Что есть свобода?
В 90-е года двадцатого века на одной шестой части планеты возжаждали неких перемен. Прямо до зуда.
Поимев свободу, люди на этой земле вскоре удовлетворились обыкновенным своеволием.
Одни нагородили вокруг заборы да ограды, и так обильно, что не протолкнуться стало. Прежние союзные просторы скукожились до кластеров и частнособственнических наделов. Другие начали прыгать на одной ноге как оголтелые и допрыгались. Третьи чего-то там возятся со своей родоплеменной спесью. Национальные межи покрыли некогда широкие просторы язвами и гнойными нарывами.
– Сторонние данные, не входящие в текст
//! A running simulation: a fabric built from a topology plus the dispatcher that moves
//! MADs across it.
//!
//! The simulator can be reloaded from its topology source at any time. Reloading
//! replaces the fabric and dispatcher (dropping every attached client and in-flight
//! MAD) but keeps the random generator, the configured delays and the metrics.

use crate::{
    dispatcher::{self, Dispatcher, Metrics},
    mad::Mad,
    processor::Filter,
    random::Random,
    Error, Fabric, Submitter, Topology,
};
use futures::channel::mpsc;
use prometheus_client::registry::Registry;
use std::{
    path::PathBuf,
    sync::{Arc, Mutex, RwLock},
    time::Duration,
};
use tracing::info;

/// Where the topology comes from.
#[derive(Clone, Debug)]
pub enum Source {
    File(PathBuf),
    Inline(Topology),
}

impl Source {
    fn load(&self) -> Result<Topology, Error> {
        match self {
            Source::File(path) => Topology::from_file(path),
            Source::Inline(topology) => Ok(topology.clone()),
        }
    }
}

/// Configuration for a [Simulator].
#[derive(Clone)]
pub struct Config {
    pub topology: Source,
    /// Dispatcher worker threads.
    pub workers: usize,
    pub delay_avg: Duration,
    pub delay_stddev: Duration,
    /// Seed for the loss model and delays (taken from the OS when `None`).
    pub seed: Option<u64>,
    /// File that receives the assigned GUIDs every time the fabric is built.
    pub guid_dump: Option<PathBuf>,
    pub registry: Arc<Mutex<Registry>>,
}

struct Instance {
    fabric: Arc<Fabric>,
    dispatcher: Arc<Dispatcher>,
}

pub struct Simulator {
    config: Config,
    random: Arc<Random>,
    metrics: Metrics,
    instance: RwLock<Instance>,
}

impl Simulator {
    /// Build the fabric and start dispatching.
    pub fn new(config: Config) -> Result<Self, Error> {
        let random = Arc::new(match config.seed {
            Some(seed) => Random::new(seed),
            None => Random::from_entropy(),
        });
        let metrics = Metrics::new(&config.registry);
        let instance = Self::start(
            &config,
            &random,
            &metrics,
            config.delay_avg,
            config.delay_stddev,
        )?;
        Ok(Self {
            config,
            random,
            metrics,
            instance: RwLock::new(instance),
        })
    }

    fn start(
        config: &Config,
        random: &Arc<Random>,
        metrics: &Metrics,
        delay_avg: Duration,
        delay_stddev: Duration,
    ) -> Result<Instance, Error> {
        let topology = config.topology.load()?;
        let fabric = Arc::new(topology.build(random.clone())?);
        fabric.populate();
        if let Some(path) = &config.guid_dump {
            fabric.write_guid_dump(path)?;
        }
        let dispatcher = Dispatcher::new(
            fabric.clone(),
            random.clone(),
            dispatcher::Config {
                workers: config.workers,
                delay_avg,
                delay_stddev,
                metrics: metrics.clone(),
            },
        )?;
        Ok(Instance {
            fabric,
            dispatcher: Arc::new(dispatcher),
        })
    }

    pub fn fabric(&self) -> Arc<Fabric> {
        self.instance.read().unwrap().fabric.clone()
    }

    pub fn dispatcher(&self) -> Arc<Dispatcher> {
        self.instance.read().unwrap().dispatcher.clone()
    }

    pub fn random(&self) -> &Arc<Random> {
        &self.random
    }

    pub fn metrics(&self) -> &Metrics {
        &self.metrics
    }

    /// Send `mad` from `port` of `node`, as a client attached there would.
    pub fn inject(&self, node: &str, port: u8, mad: Mad) -> Result<(), Error> {
        let instance = self.instance.read().unwrap();
        let node = instance.fabric.node(node)?;
        node.check_port(port)?;
        instance.dispatcher.dispatch(node.id(), port, mad);
        Ok(())
    }

    /// Bind a client to `port` of `node`. MADs matching `filter` that are delivered to
    /// that port (or to any port, for port 0) are forwarded to the returned receiver.
    pub fn attach_client(
        &self,
        node: &str,
        port: u8,
        filter: Filter,
    ) -> Result<mpsc::UnboundedReceiver<Mad>, Error> {
        let instance = self.instance.read().unwrap();
        instance.fabric.node(node)?.attach_client(port, filter)
    }

    /// Remove every client bound to `port` of `node`.
    pub fn detach_client(&self, node: &str, port: u8) -> Result<usize, Error> {
        let instance = self.instance.read().unwrap();
        let node = instance.fabric.node(node)?;
        node.check_port(port)?;
        let removed = node.detach_clients(port);
        info!(node = node.name(), port, removed, "client detached");
        Ok(removed)
    }

    /// Every client binding as `(node, port, filter)`.
    pub fn attached(&self) -> Vec<(String, u8, Filter)> {
        let instance = self.instance.read().unwrap();
        instance
            .fabric
            .nodes()
            .flat_map(|node| {
                node.clients()
                    .into_iter()
                    .map(|(port, filter)| (node.name().to_string(), port, filter))
            })
            .collect()
    }

    /// Rebuild the fabric from the topology source.
    ///
    /// On failure the running fabric is left untouched.
    pub fn reload(&self) -> Result<(), Error> {
        let current = self.dispatcher();
        let instance = Self::start(
            &self.config,
            &self.random,
            &self.metrics,
            current.delay_avg(),
            current.delay_stddev(),
        )?;
        let previous = std::mem::replace(&mut *self.instance.write().unwrap(), instance);
        previous.dispatcher.shutdown();
        info!(nodes = self.fabric().len(), "reloaded topology");
        Ok(())
    }

    /// Stop the dispatcher. Pending MADs are discarded.
    pub fn shutdown(&self) {
        self.dispatcher().shutdown();
    }
}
Секретари обкомов обратились в местных князьков.
Все пресытились?
Нет, процесс своеволия так же бесконечен как пищеварение. Читайте «Золотую рыбку», сказка на все времена.
И стремление к свободе, как понимает её большинство, всегда чревато кровавыми и трагическими событиями. Доказательства вам. Прослушайте новостные программы и убедитесь сами.
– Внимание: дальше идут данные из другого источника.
impl FromStr for Command {
    type Err = Error;

    fn from_str(line: &str) -> Result<Self, Self::Err> {
        let words: Vec<&str> = line
            .split('#')
            .next()
            .unwrap_or_default()
            .split_whitespace()
            .collect();
        let Some((name, args)) = words.split_first() else {
            return Err(invalid(line));
        };
        let command = match (name.to_ascii_lowercase().as_str(), args) {
            ("link", [a, b]) => Command::Link(a.to_string(), b.to_string()),
            ("unlink", [node]) => {
                let (node, port) = target(node)?;
                Command::Unlink(node, port)
            }
            ("relink", [node]) => {
                let (node, port) = target(node)?;
                Command::Relink(node, port)
            }
            ("dump", []) => Command::Dump(None),
            ("dump", [node]) => Command::Dump(Some(node.to_string())),
            ("route", [from, to]) => Command::Route {
                from: number(from)?,
                to: number(to)?,
            },
            ("error", [node, rate, rest @ ..]) if rest.len() <= 2 => {
                let (node, port) = target(node)?;
                let rate = rate
                    .parse()
                    .map_err(|_| Error::InvalidArgument(rate.to_string()))?;
                let variance = match rest.first() {
                    Some(variance) => variance
                        .parse()
                        .map_err(|_| Error::InvalidArgument(variance.to_string()))?,
                    None => 0.0,
                };
                let hold = match rest.get(1) {
                    Some(hold) => NonZeroU32::new(number(hold)?),
                    None => None,
                };
                Command::Error {
                    node,
                    port,
                    rate,
                    variance,
                    hold,
                }
            }
            ("baselid", [port, lid, rest @ ..]) if rest.len() <= 1 => Command::BaseLid {
                port: port.to_string(),
                lid: number(lid)?,
                lmc: rest.first().map(|lmc| number(lmc)).transpose()?,
            },
            ("guid", []) => Command::Guid(None),
            ("guid", [path]) => Command::Guid(Some(PathBuf::from(*path))),
            ("state", [port, state]) => Command::State(port.to_string(), state.parse()?),
            ("delay", []) => Command::Delay(None),
            ("delay", [knob, usec]) => {
                let knob = match knob.to_ascii_lowercase().as_str() {
                    "avg" | "average" => Knob::Average,
                    "stddev" | "std" => Knob::StdDev,
                    _ => return Err(Error::InvalidArgument(knob.to_string())),
                };
                Command::Delay(Some((knob, Duration::from_micros(number(usec)?))))
            }
            ("verbose", [level]) => Command::Verbose(
                level
                    .parse()
                    .map_err(|_| Error::InvalidArgument(level.to_string()))?,
            ),
            ("wait", [msec]) => Command::Wait(Duration::from_millis(number(msec)?)),
            ("attached", []) => Command::Attached,
            ("disconnect", [port]) => Command::Disconnect(port.to_string()),
            ("reload", []) => Command::Reload,
            ("quit" | "exit", []) => Command::Quit,
            ("help" | "?", []) => Command::Help,
            _ => return Err(invalid(line)),
        };
        Ok(command)
    }
}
На днях произошла встреча, которая вернула меня мысленно к началу 90-х. На мои плечи легли первые четыре маленьких звёздочки воинской ответственности за страну. Не успели они — звёздочки — там свыкнуться, как грянули всем известные теперь события. Если бы строгий голос Левитана провозгласил тогда: «Отечество в опасности!» И поступи приказ — я бы встал на защиту Родины. Той Родины! Ни приказа, ни чести — ничего. Командиры (со звёздами покрупнее моих, куда крупнее) вдруг тоже заразились некой своей свободой, и превратили армию в базар.
Ну прозвучи приказ, ну протруби зорьку тревога и: «Мой адрес не дом и не улица, мой адрес Советский Союз...»
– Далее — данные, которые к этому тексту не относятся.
//! Simulate the management plane of an InfiniBand subnet.
//!
//! A [Fabric] is a set of switches and channel adapters joined by links. Management
//! datagrams ([mad::Mad]) injected at any port are routed hop by hop, either by
//! destination LID through switch forwarding tables or along an explicit direct route,
//! and are answered by the agents registered on the destination node. Delivery is
//! asynchronous: a [Dispatcher] holds every MAD for a randomized delay before a worker
//! routes it, and a per-port loss model can drop MADs in bursts.
//!
//! Subnet managers and other tools attach to a node as clients ([processor::Filter])
//! and see the MADs routed to it. A [console::Console] and the [simulator::Simulator]
//! that owns the fabric tie everything together for the `ibsim` binary.
//!
//! # Status
//!
//! `ibsim-fabric` is **ALPHA** software. Expect breaking changes.

pub mod console;
pub mod dispatcher;
pub mod fabric;
pub mod mad;
pub mod node;
pub mod port;
pub mod processor;
pub mod random;
pub mod simulator;
pub mod topology;

pub use dispatcher::{routing, Dispatcher, Submitter};
pub use fabric::Fabric;
pub use node::{Node, NodeId, NodeKind, PortRef};
pub use port::PortState;
pub use random::Random;
pub use topology::Topology;

use routing::RouteError;
use thiserror::Error;

/// Errors that can occur while building or operating a fabric.
#[derive(Error, Debug)]
pub enum Error {
    #[error("unknown node: {0}")]
    UnknownNode(String),
    #[error("{0} has no port {1}")]
    InvalidPort(String, u8),
    #[error("duplicate node: {0}")]
    DuplicateNode(String),
    #[error("not valid to link {0} to itself")]
    LinkingSelf(String),
    #[error("port already linked: {0}")]
    PortInUse(String),
    #[error("port not linked: {0}")]
    NotLinked(String),
    #[error("no previous peer for {0}")]
    NoPreviousPeer(String),
    #[error("invalid port reference (expected node/port): {0}")]
    InvalidPortRef(String),
    #[error("invalid error rate (must be in [0, 1]): {0}")]
    InvalidRate(f64),
    #[error("invalid error variance (must be non-negative): {0}")]
    InvalidVariance(f64),
    #[error("invalid port state: {0}")]
    InvalidState(String),
    #[error("{0} is not a switch")]
    NotSwitch(String),
    #[error("{0} block {1} out of range")]
    BlockOutOfRange(&'static str, u32),
    #[error("lid {0} exceeds table capacity {1}")]
    LidOutOfRange(u16, u16),
    #[error("unmapped address: 0x{0:x}")]
    UnmappedAddress(u32),
    #[error("{node} has no processor for class 0x{class:02x}")]
    NoProcessor { node: String, class: u8 },
    #[error("invalid command: {0}")]
    InvalidCommand(String),
    #[error("invalid argument: {0}")]
    InvalidArgument(String),
    #[error("invalid topology: {0}")]
    Topology(String),
    #[error("failed to spawn thread: {0}")]
    Spawn(std::io::Error),
    #[error("io error: {0}")]
    Io(#[from] std::io::Error),
    #[error("yaml error: {0}")]
    Yaml(#[from] serde_yaml::Error),
    #[error("route failed: {0}")]
    Route(#[from] RouteError),
}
Как видите, история это не где-то там, тогда — это всегда сейчас и здесь. Ощутили. Теперь давайте провернём колесо истории ещё назад.
Год 1944-й. Война. И враг решивший, что он чем-то лучше меня, превосходней имеет право жить так, как ему вздумается — свободно, а я должен исчезнуть, превратиться в раба. И приказ.
И приказ не простой, не на фронте, где всё ясно и просто: там Ганс и Фриц, и говорят они не по нашему, и явились сюда откуда-то из «фатерлянда», — а приказ здесь и сейчас в тылу нашем. И передо мной лица, родные лица, свои.
Они враги?!
Не верю!
А приказ и твоя присяга нашей общей на всех свободе! Иди и выполни!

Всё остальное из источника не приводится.